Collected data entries
"""

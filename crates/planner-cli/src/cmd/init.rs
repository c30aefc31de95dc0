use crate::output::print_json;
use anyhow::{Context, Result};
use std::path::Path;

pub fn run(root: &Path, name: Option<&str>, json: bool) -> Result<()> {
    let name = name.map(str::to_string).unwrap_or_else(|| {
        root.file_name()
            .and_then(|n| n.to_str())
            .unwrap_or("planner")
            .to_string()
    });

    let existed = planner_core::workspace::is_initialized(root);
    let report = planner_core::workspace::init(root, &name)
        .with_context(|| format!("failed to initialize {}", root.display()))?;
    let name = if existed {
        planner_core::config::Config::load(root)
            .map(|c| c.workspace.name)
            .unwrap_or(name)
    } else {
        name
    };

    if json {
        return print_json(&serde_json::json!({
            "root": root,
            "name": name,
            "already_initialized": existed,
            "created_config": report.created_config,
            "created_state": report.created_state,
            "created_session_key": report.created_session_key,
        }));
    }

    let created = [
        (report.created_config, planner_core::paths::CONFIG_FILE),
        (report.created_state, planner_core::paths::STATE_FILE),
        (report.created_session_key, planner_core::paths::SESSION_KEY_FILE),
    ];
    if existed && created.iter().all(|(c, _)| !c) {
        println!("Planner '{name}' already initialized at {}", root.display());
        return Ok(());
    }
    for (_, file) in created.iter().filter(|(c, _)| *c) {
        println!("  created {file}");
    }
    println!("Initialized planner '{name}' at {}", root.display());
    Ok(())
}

"""
"""

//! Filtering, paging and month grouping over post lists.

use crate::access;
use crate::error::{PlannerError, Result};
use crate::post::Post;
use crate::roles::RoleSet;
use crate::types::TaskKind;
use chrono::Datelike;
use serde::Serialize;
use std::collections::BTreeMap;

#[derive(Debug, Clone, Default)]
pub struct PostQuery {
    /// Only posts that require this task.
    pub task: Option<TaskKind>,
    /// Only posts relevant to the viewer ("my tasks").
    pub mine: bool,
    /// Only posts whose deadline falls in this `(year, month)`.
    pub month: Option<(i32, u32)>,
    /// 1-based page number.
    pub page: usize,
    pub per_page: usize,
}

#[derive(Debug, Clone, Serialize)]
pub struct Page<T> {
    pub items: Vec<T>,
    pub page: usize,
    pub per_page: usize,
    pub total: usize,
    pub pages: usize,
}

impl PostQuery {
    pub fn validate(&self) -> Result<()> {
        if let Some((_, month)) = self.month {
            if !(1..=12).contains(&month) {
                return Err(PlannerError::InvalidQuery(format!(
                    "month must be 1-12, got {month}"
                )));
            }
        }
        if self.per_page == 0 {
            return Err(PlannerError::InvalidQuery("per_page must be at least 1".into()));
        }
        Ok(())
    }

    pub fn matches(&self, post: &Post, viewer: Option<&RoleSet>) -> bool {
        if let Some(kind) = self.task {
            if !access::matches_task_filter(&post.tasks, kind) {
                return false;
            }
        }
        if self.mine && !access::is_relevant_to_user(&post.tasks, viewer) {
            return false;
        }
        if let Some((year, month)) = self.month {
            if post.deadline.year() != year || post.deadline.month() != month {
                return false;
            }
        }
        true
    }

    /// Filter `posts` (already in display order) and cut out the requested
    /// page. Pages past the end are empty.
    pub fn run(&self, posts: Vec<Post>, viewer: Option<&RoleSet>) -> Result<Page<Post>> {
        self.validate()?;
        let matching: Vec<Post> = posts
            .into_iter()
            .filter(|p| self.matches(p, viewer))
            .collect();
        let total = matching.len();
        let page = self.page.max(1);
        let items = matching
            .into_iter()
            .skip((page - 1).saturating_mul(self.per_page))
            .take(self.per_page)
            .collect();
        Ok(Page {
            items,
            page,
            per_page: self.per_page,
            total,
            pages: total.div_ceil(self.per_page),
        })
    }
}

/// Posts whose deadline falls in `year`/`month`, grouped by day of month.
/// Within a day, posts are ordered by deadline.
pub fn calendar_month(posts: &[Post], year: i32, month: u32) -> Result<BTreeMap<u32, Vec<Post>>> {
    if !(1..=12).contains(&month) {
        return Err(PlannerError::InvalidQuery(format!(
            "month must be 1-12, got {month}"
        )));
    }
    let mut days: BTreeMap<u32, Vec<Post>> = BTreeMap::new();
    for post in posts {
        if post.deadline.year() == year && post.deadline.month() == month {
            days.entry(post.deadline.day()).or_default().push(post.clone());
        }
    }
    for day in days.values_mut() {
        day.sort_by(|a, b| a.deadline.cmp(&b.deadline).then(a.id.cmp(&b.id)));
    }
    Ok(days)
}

"""

_THE TASK_. What is the number of lines in the data that include "RoleSet"? Respond with that number and no other text.

_ANSWER TO THE PROBLEM_. 3